La demande en paiement peut être accueillie à titre provisionnel à concurrence de ce montant comme ne se heurtant à aucune contestation sérieuse au vu des pièces versées aux débats et de l’absence de toute contestation du défendeur.
Quant aux demandes relatives à des pénalités, pouvant prendre la forme de la conservation du dépôt de garantie, s’agissant d’une clause pénale contractuelle dont l’interprétation comme l’appréciation de son éventuel caractère excessif ou dérisoire relève du juge du fond, il n’y a pas lieu à référé sur ce point.
Sur les demandes accessoires
En application des dispositions de l’article 696 du code de procédure civile, succombant à l’instance, la partie défenderesse sera condamnée au paiement des dépens, en ce compris le coût du commandement de payer et de l’assignation.
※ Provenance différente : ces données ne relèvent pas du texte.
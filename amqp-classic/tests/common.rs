#![allow(dead_code)]

//! A scripted in-memory broker
//!
//! Every connection attempt made through [`ScriptedConnector`] pops the next
//! script registered for the broker's host and runs it against the server
//! end of a duplex pipe.

use std::{
    collections::{HashMap, VecDeque},
    future::Future,
    io,
    sync::Arc,
    time::Duration,
};

use amqp_classic::{
    framing::{
        legacy::LegacyCodec, BasicProperties, ContentHeader, FieldTable, Item, Method, MethodKind,
        ProtocolEvent, ProtocolHeader, ProtocolVersion,
    },
    sasl::SaslProfile,
    transport::{connector::BoxedIo, Connector, WireCodec},
    BrokerDetails, ConnectionFactory, ConnectionSettings, FailoverPolicy,
};
use async_trait::async_trait;
use bytes::Bytes;
use futures_util::{future::BoxFuture, SinkExt, StreamExt};
use parking_lot::Mutex;
use tokio::{io::DuplexStream, task::JoinHandle};
use tokio_util::codec::Framed;

const RECV_TIMEOUT: Duration = Duration::from_secs(5);

type Script = Box<dyn FnOnce(MockBroker) -> BoxFuture<'static, ()> + Send>;

/// Framing the broker side of a scripted connection speaks
#[derive(Debug, Clone, Copy, PartialEq, Eq)]
pub enum Framing {
    Legacy,
    Segmented,
}

impl Framing {
    fn codec(self) -> WireCodec {
        match self {
            Self::Legacy => WireCodec::Legacy(LegacyCodec::new(1 << 20)),
            Self::Segmented => WireCodec::for_version(ProtocolVersion::V0_10, u16::MAX as u32)
                .expect("segmented codec"),
        }
    }
}

#[derive(Clone, Default)]
pub struct ScriptedConnector {
    scripts: Arc<Mutex<HashMap<String, VecDeque<(Framing, Script)>>>>,
    attempts: Arc<Mutex<Vec<String>>>,
    brokers: Arc<Mutex<Vec<JoinHandle<()>>>>,
}

impl ScriptedConnector {
    /// Queues a script for the next connection to `host`
    pub fn script<F, Fut>(&self, host: &str, script: F)
    where
        F: FnOnce(MockBroker) -> Fut + Send + 'static,
        Fut: Future<Output = ()> + Send + 'static,
    {
        self.script_with(host, Framing::Legacy, script)
    }

    /// Queues a script that speaks 0-10 segment framing
    pub fn script_segmented<F, Fut>(&self, host: &str, script: F)
    where
        F: FnOnce(MockBroker) -> Fut + Send + 'static,
        Fut: Future<Output = ()> + Send + 'static,
    {
        self.script_with(host, Framing::Segmented, script)
    }

    fn script_with<F, Fut>(&self, host: &str, framing: Framing, script: F)
    where
        F: FnOnce(MockBroker) -> Fut + Send + 'static,
        Fut: Future<Output = ()> + Send + 'static,
    {
        let script: Script = Box::new(move |broker| Box::pin(script(broker)));
        self.scripts
            .lock()
            .entry(host.to_string())
            .or_default()
            .push_back((framing, script));
    }

    /// Hosts in the order connections were attempted
    pub fn attempts(&self) -> Vec<String> {
        self.attempts.lock().clone()
    }

    pub fn factory(&self) -> ConnectionFactory {
        ConnectionFactory::new().with_connector(self.clone())
    }

    /// Waits for every broker script and re-raises their panics
    pub async fn join_brokers(&self) {
        let handles: Vec<_> = self.brokers.lock().drain(..).collect();
        for handle in handles {
            tokio::time::timeout(RECV_TIMEOUT, handle)
                .await
                .expect("broker script did not finish")
                .expect("broker script panicked");
        }
    }
}

#[async_trait]
impl Connector for ScriptedConnector {
    async fn connect(&self, broker: &BrokerDetails) -> Result<BoxedIo, io::Error> {
        self.attempts.lock().push(broker.host.clone());
        let script = self
            .scripts
            .lock()
            .get_mut(&broker.host)
            .and_then(VecDeque::pop_front);
        let (framing, script) = script.ok_or_else(|| {
            io::Error::new(io::ErrorKind::ConnectionRefused, "no script for host")
        })?;

        let (client, server) = tokio::io::duplex(1 << 16);
        let handle = tokio::spawn(script(MockBroker::new(server, framing)));
        self.brokers.lock().push(handle);
        Ok(Box::new(client))
    }
}

/// Parameters of the broker side of the handshake
#[derive(Debug, Clone)]
pub struct Handshake {
    pub version: (u8, u8),
    pub mechanisms: &'static str,
    pub channel_max: u16,
    pub frame_max: u32,
    pub heartbeat: u16,
    pub known_hosts: String,
}

impl Default for Handshake {
    fn default() -> Self {
        Self {
            version: (0, 9),
            mechanisms: "PLAIN AMQPLAIN",
            channel_max: 0,
            frame_max: 131_072,
            heartbeat: 0,
            known_hosts: String::new(),
        }
    }
}

/// What the client sent during the handshake
#[derive(Debug)]
pub struct HandshakeLog {
    pub header: ProtocolHeader,
    pub start_ok: ProtocolEvent,
    pub tune_ok: ProtocolEvent,
    pub open: ProtocolEvent,
}

pub struct MockBroker {
    framed: Framed<DuplexStream, WireCodec>,
    /// Every method received so far
    pub received: Vec<ProtocolEvent>,
}

impl MockBroker {
    fn new(io: DuplexStream, framing: Framing) -> Self {
        Self {
            framed: Framed::new(io, framing.codec()),
            received: Vec::new(),
        }
    }

    /// `None` once the client has closed the stream
    pub async fn recv(&mut self) -> Option<Item> {
        loop {
            let next = tokio::time::timeout(RECV_TIMEOUT, self.framed.next())
                .await
                .expect("client went quiet");
            match next {
                Some(Ok(Item::Heartbeat)) => continue,
                Some(Ok(Item::Event(event))) => {
                    self.received.push(event.clone());
                    return Some(Item::Event(event));
                }
                Some(Ok(item)) => return Some(item),
                Some(Err(_)) | None => return None,
            }
        }
    }

    pub async fn expect_header(&mut self) -> ProtocolHeader {
        match self.recv().await {
            Some(Item::ProtocolHeader(header)) => header,
            other => panic!("expected a protocol header, got {:?}", other),
        }
    }

    pub async fn expect(&mut self, kind: MethodKind) -> ProtocolEvent {
        match self.recv().await {
            Some(Item::Event(event)) if event.method.kind() == kind => event,
            other => panic!("expected {}, got {:?}", kind, other),
        }
    }

    pub async fn send(&mut self, channel: u16, method: Method) {
        self.send_event(ProtocolEvent::new(channel, method)).await
    }

    pub async fn send_event(&mut self, event: ProtocolEvent) {
        self.framed
            .send(Item::Event(event))
            .await
            .expect("client end dropped");
    }

    pub async fn send_header(&mut self, header: ProtocolHeader) {
        self.framed
            .send(Item::ProtocolHeader(header))
            .await
            .expect("client end dropped");
    }

    pub async fn deliver(&mut self, channel: u16, consumer_tag: &str, delivery_tag: u64, body: &'static [u8]) {
        let deliver = Method::BasicDeliver {
            consumer_tag: consumer_tag.to_string(),
            delivery_tag,
            redelivered: false,
            exchange: String::new(),
            routing_key: "q".into(),
        };
        let event = ProtocolEvent::new(channel, deliver).with_content(
            ContentHeader::basic(body.len() as u64, BasicProperties::default()),
            Bytes::from_static(body),
        );
        self.send_event(event).await
    }

    /// Runs the broker side up to `connection.open`, without answering it
    pub async fn handshake_until_open(&mut self, params: &Handshake) -> HandshakeLog {
        let header = self.expect_header().await;
        self.send(
            0,
            Method::ConnectionStart {
                version_major: params.version.0,
                version_minor: params.version.1,
                server_properties: FieldTable::new(),
                mechanisms: Bytes::from_static(params.mechanisms.as_bytes()),
                locales: Bytes::from_static(b"en_US"),
            },
        )
        .await;
        let start_ok = self.expect(MethodKind::ConnectionStartOk).await;
        self.send(
            0,
            Method::ConnectionTune {
                channel_max: params.channel_max,
                frame_max: params.frame_max,
                heartbeat_min: 0,
                heartbeat_max: params.heartbeat,
            },
        )
        .await;
        let tune_ok = self.expect(MethodKind::ConnectionTuneOk).await;
        let open = self.expect(MethodKind::ConnectionOpen).await;
        HandshakeLog {
            header,
            start_ok,
            tune_ok,
            open,
        }
    }

    pub async fn handshake(&mut self, params: &Handshake) -> HandshakeLog {
        let log = self.handshake_until_open(params).await;
        self.send(
            0,
            Method::ConnectionOpenOk {
                known_hosts: params.known_hosts.clone(),
            },
        )
        .await;
        log
    }

    /// Answers requests until `kind` arrives, which is returned unanswered
    pub async fn serve_until(&mut self, kind: MethodKind) -> ProtocolEvent {
        loop {
            let event = match self.recv().await {
                Some(Item::Event(event)) => event,
                other => panic!("stream ended while waiting for {}: {:?}", kind, other),
            };
            if event.method.kind() == kind {
                return event;
            }
            self.answer(&event).await;
        }
    }

    /// Answers requests until the client closes the stream
    pub async fn serve(&mut self) {
        while let Some(item) = self.recv().await {
            if let Item::Event(event) = item {
                self.answer(&event).await;
            }
        }
    }

    /// Sends the reply a cooperative broker would send, if any
    pub async fn answer(&mut self, event: &ProtocolEvent) {
        let reply = match &event.method {
            Method::ChannelOpen => Some(Method::ChannelOpenOk),
            Method::SessionAttach { name, .. } => Some(Method::SessionAttached { name: name.clone() }),
            Method::ChannelClose { .. } => Some(Method::ChannelCloseOk),
            Method::ChannelFlow { active } => Some(Method::ChannelFlowOk { active: *active }),
            Method::BasicQos { .. } => Some(Method::BasicQosOk),
            Method::QueueDeclare { queue, .. } => Some(Method::QueueDeclareOk {
                queue: match queue.is_empty() {
                    true => "amq.gen-1".into(),
                    false => queue.clone(),
                },
                message_count: 0,
                consumer_count: 0,
            }),
            Method::QueueBind { .. } => Some(Method::QueueBindOk),
            Method::BasicConsume { consumer_tag, .. } => Some(Method::BasicConsumeOk {
                consumer_tag: consumer_tag.clone(),
            }),
            Method::BasicCancel { consumer_tag, .. } => Some(Method::BasicCancelOk {
                consumer_tag: consumer_tag.clone(),
            }),
            Method::BasicRecover { .. } => Some(Method::BasicRecoverOk),
            Method::TxSelect => Some(Method::TxSelectOk),
            Method::TxCommit => Some(Method::TxCommitOk),
            Method::TxRollback => Some(Method::TxRollbackOk),
            Method::ConnectionClose { .. } => Some(Method::ConnectionCloseOk),
            _ => None,
        };
        if let Some(reply) = reply {
            self.send(event.channel, reply).await;
        }
    }

    /// Kinds of every method received so far
    pub fn received_kinds(&self) -> Vec<MethodKind> {
        self.received.iter().map(|e| e.method.kind()).collect()
    }
}

/// Settings for brokers that accept `guest`/`guest` over PLAIN
pub fn settings(hosts: &[&str]) -> ConnectionSettings {
    ConnectionSettings {
        client_id: "test-client".into(),
        profile: SaslProfile::Plain {
            username: "guest".into(),
            password: "guest".into(),
        },
        sync_timeout: Duration::from_secs(2),
        state_wait_timeout: Duration::from_secs(2),
        failover: FailoverPolicy {
            retries: 0,
            connect_delay: Duration::ZERO,
            cycle_count: 1,
        },
        brokers: hosts
            .iter()
            .map(|host| BrokerDetails::new(*host, 5672))
            .collect(),
        ..Default::default()
    }
}

/// Polls `condition` until it holds or a second has passed
pub async fn eventually(mut condition: impl FnMut() -> bool) -> bool {
    let deadline = tokio::time::Instant::now() + Duration::from_secs(1);
    while tokio::time::Instant::now() < deadline {
        if condition() {
            return true;
        }
        tokio::time::sleep(Duration::from_millis(10)).await;
    }
    condition()
}
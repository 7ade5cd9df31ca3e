//! Wire representation of protocol versions, methods, content and frames
//!
//! Two framings are supported. 0-8, 0-9 and 0-9-1 use [`legacy`] frames
//! terminated by `0xCE`. 0-10 uses [`segment`] frames that are fragmented
//! by the [`Disassembler`] and reassembled by the [`Assembler`].

use std::{convert::TryFrom, fmt};

use bytes::Bytes;

pub mod assembler;
pub mod content;
pub mod disassembler;
mod error;
pub mod event;
pub mod field;
pub mod legacy;
pub mod method;
pub mod segment;

pub use assembler::Assembler;
pub use content::{BasicProperties, ContentHeader};
pub use disassembler::Disassembler;
pub use error::Error;
pub use event::ProtocolEvent;
pub use field::{FieldTable, FieldValue};
pub use method::{ArgumentLayout, Method, MethodKind};

const PROTOCOL_HEADER_PREFIX: &[u8; 4] = b"AMQP";

/// Protocol versions spoken by this client
#[derive(Debug, Clone, Copy, PartialEq, Eq, Hash, PartialOrd, Ord)]
#[derive(serde::Serialize, serde::Deserialize)]
pub enum ProtocolVersion {
    /// AMQP 0-8
    #[serde(rename = "0-8")]
    V0_8,
    /// AMQP 0-9
    #[serde(rename = "0-9")]
    V0_9,
    /// AMQP 0-9-1
    #[serde(rename = "0-9-1")]
    V0_9_1,
    /// AMQP 0-10
    #[serde(rename = "0-10")]
    V0_10,
}

impl Default for ProtocolVersion {
    fn default() -> Self {
        Self::V0_9_1
    }
}

impl ProtocolVersion {
    /// Every supported version, newest first
    pub const ALL: [ProtocolVersion; 4] = [Self::V0_10, Self::V0_9_1, Self::V0_9, Self::V0_8];

    /// The newest version this client supports
    pub fn latest() -> Self {
        Self::ALL[0]
    }

    /// Major version as reported in `connection.start`
    pub fn major(&self) -> u8 {
        match self {
            Self::V0_8 => 8,
            Self::V0_9 | Self::V0_9_1 | Self::V0_10 => 0,
        }
    }

    /// Minor version as reported in `connection.start`
    pub fn minor(&self) -> u8 {
        match self {
            Self::V0_8 => 0,
            Self::V0_9 => 9,
            Self::V0_9_1 => 91,
            Self::V0_10 => 10,
        }
    }

    /// Looks up a version by the major and minor numbers a broker reports
    pub fn from_numbers(major: u8, minor: u8) -> Option<Self> {
        match (major, minor) {
            (8, 0) => Some(Self::V0_8),
            (0, 9) => Some(Self::V0_9),
            (0, 91) | (9, 1) => Some(Self::V0_9_1),
            (0, 10) => Some(Self::V0_10),
            _ => None,
        }
    }

    /// Whether this version uses 0-10 segmented framing
    pub fn is_segmented(&self) -> bool {
        matches!(self, Self::V0_10)
    }

    /// The header the client sends to open a connection with this version
    pub fn header(&self) -> ProtocolHeader {
        match self {
            Self::V0_8 => ProtocolHeader::new(1, 1, 8, 0),
            Self::V0_9 => ProtocolHeader::new(1, 1, 0, 9),
            Self::V0_9_1 => ProtocolHeader::new(0, 0, 9, 1),
            Self::V0_10 => ProtocolHeader::new(1, 1, 0, 10),
        }
    }
}

impl fmt::Display for ProtocolVersion {
    fn fmt(&self, f: &mut fmt::Formatter<'_>) -> fmt::Result {
        let s = match self {
            Self::V0_8 => "0-8",
            Self::V0_9 => "0-9",
            Self::V0_9_1 => "0-9-1",
            Self::V0_10 => "0-10",
        };
        f.write_str(s)
    }
}

impl std::str::FromStr for ProtocolVersion {
    type Err = crate::Error;

    fn from_str(s: &str) -> Result<Self, Self::Err> {
        match s {
            "0-8" | "0_8" => Ok(Self::V0_8),
            "0-9" | "0_9" => Ok(Self::V0_9),
            "0-9-1" | "0_9_1" | "0-91" => Ok(Self::V0_9_1),
            "0-10" | "0_10" => Ok(Self::V0_10),
            _ => Err(crate::Error::InvalidConfiguration(format!(
                "unknown protocol version {}",
                s
            ))),
        }
    }
}

/// The eight byte protocol header exchanged before any frame
///
/// The four bytes after `AMQP` are kept verbatim because the versions lay
/// them out differently.
#[derive(Debug, Clone, Copy, PartialEq, Eq)]
pub struct ProtocolHeader {
    /// Protocol class or id byte
    pub protocol_class: u8,

    /// Protocol instance byte
    pub instance: u8,

    /// First version byte
    pub major: u8,

    /// Second version byte
    pub minor: u8,
}

impl ProtocolHeader {
    /// Creates a new protocol header
    pub fn new(protocol_class: u8, instance: u8, major: u8, minor: u8) -> Self {
        Self {
            protocol_class,
            instance,
            major,
            minor,
        }
    }

    /// The version this header announces, if it is one this client knows
    pub fn version(&self) -> Option<ProtocolVersion> {
        ProtocolVersion::ALL
            .iter()
            .copied()
            .find(|v| v.header() == *self)
    }

    /// The `(major, minor)` pair to report when the header is rejected
    pub fn reported_version(&self) -> (u8, u8) {
        match self.version() {
            Some(v) => (v.major(), v.minor()),
            None => (self.major, self.minor),
        }
    }
}

impl From<ProtocolHeader> for [u8; 8] {
    fn from(value: ProtocolHeader) -> Self {
        [
            PROTOCOL_HEADER_PREFIX[0], // b'A'
            PROTOCOL_HEADER_PREFIX[1], // b'M'
            PROTOCOL_HEADER_PREFIX[2], // b'Q'
            PROTOCOL_HEADER_PREFIX[3], // b'P'
            value.protocol_class,
            value.instance,
            value.major,
            value.minor,
        ]
    }
}

impl From<ProtocolHeader> for Bytes {
    fn from(header: ProtocolHeader) -> Self {
        let bytes: [u8; 8] = header.into();
        Bytes::copy_from_slice(&bytes[..])
    }
}

impl TryFrom<[u8; 8]> for ProtocolHeader {
    type Error = [u8; 8];

    fn try_from(v: [u8; 8]) -> Result<Self, Self::Error> {
        if &v[..4] != PROTOCOL_HEADER_PREFIX {
            return Err(v);
        }
        Ok(Self::new(v[4], v[5], v[6], v[7]))
    }
}

impl<'a> TryFrom<&'a [u8]> for ProtocolHeader {
    type Error = &'a [u8];

    fn try_from(value: &'a [u8]) -> Result<Self, Self::Error> {
        if value.len() != 8 || value[..4] != PROTOCOL_HEADER_PREFIX[..] {
            return Err(value);
        }
        Ok(Self::new(value[4], value[5], value[6], value[7]))
    }
}

/// Whether the buffered bytes start with a protocol header rather than a
/// frame. `A` is never a valid frame type or frame flag byte.
pub(crate) fn starts_with_protocol_header(src: &[u8]) -> bool {
    src.first() == Some(&PROTOCOL_HEADER_PREFIX[0])
}

/// Unit of traffic exchanged between the connection engine and the wire
#[derive(Debug, Clone, PartialEq)]
pub enum Item {
    /// Protocol header, sent once by the client and echoed by a broker
    /// that rejects the proposed version
    ProtocolHeader(ProtocolHeader),

    /// A method with optional content
    Event(ProtocolEvent),

    /// Keep-alive
    Heartbeat,
}

impl From<ProtocolEvent> for Item {
    fn from(event: ProtocolEvent) -> Self {
        Self::Event(event)
    }
}

#[cfg(test)]
mod tests {
    use std::convert::TryFrom;

    use super::{ProtocolHeader, ProtocolVersion};

    #[test]
    fn headers_round_trip_to_versions() {
        for version in ProtocolVersion::ALL {
            let bytes: [u8; 8] = version.header().into();
            let header = ProtocolHeader::try_from(bytes).unwrap();
            assert_eq!(header.version(), Some(version));
        }
    }

    #[test]
    fn broker_reported_0_9_maps_to_0_9() {
        assert_eq!(ProtocolVersion::from_numbers(0, 9), Some(ProtocolVersion::V0_9));
        assert_eq!(ProtocolVersion::from_numbers(0, 91), Some(ProtocolVersion::V0_9_1));
        assert_eq!(ProtocolVersion::from_numbers(8, 0), Some(ProtocolVersion::V0_8));
        assert_eq!(ProtocolVersion::from_numbers(1, 0), None);
    }

    #[test]
    fn non_amqp_header_is_rejected() {
        let raw = *b"HTTP/1.1";
        assert!(ProtocolHeader::try_from(raw).is_err());
    }

    #[test]
    fn unknown_header_reports_raw_numbers() {
        let header = ProtocolHeader::new(1, 1, 0, 7);
        assert_eq!(header.version(), None);
        assert_eq!(header.reported_version(), (0, 7));
    }
}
Il n'apparaît pas inéquitable, de la condamner également au paiement d’une somme de 2 000 euros au titre de l’article 700 du code de procédure civile.
Il est par ailleurs rappelé qu’en vertu des articles 514 et 514-1 de ce code les décisions prises par le juge statuant en référé sont assorties de plein droit de l’exécution provisoire et que celle-ci ne saurait être écartée.
PAR CES MOTIFS
Nous, juge des référés, statuant par mise à disposition au greffe, par ordonnance réputée contradictoire et en premier ressort,
Constatons que les conditions d’acquisition de la clause résolutoire sont réunies depuis le 26 février 2024 ;
Ordonnons l’expulsion de M. [X] [S] et de tous occupants de son chef de l’emplacement à usage de stationnement (box n°48) situé [Adresse 1] à [Localité 7], avec, si besoin est, l'assistance de la force publique et d’un serrurier,
Rappelons que le sort des meubles et objets mobiliers se trouvant sur place est régi par les dispositions des articles L.433-1 et R.433-1 du code des procédures civiles d’exécution,
Condamnons M. [X] [S] à payer, à titre de provision, à la SAS [Localité 6] PRIME OFFICE 1 la somme de 1 668,71 euros à valoir sur l’arriéré de loyers et charges échus, mois de mars 2024 inclus, avec intérêts au taux légal à compter du commandement de payer du 25 janvier 2024 sur la somme de 1 364,13 euros et à compter de l’assignation sur le surplus,
Condamnons M. [X] [S] à payer à la SAS [Localité 6] PRIME OFFICE 1 une somme de 2 000 euros sur le fondement des dispositions de l’article 700 du code de procédure civile,
Condamnons M. [X] [S] aux dépens, en ce compris le coût du commandement de payer et de l’assignation,
Disons n’y avoir lieu à référé sur la demande tendant à la conservation du dépôt de garantie,
Rappelons que la présente décision bénéficie de l’exécution provisoire de plein droit.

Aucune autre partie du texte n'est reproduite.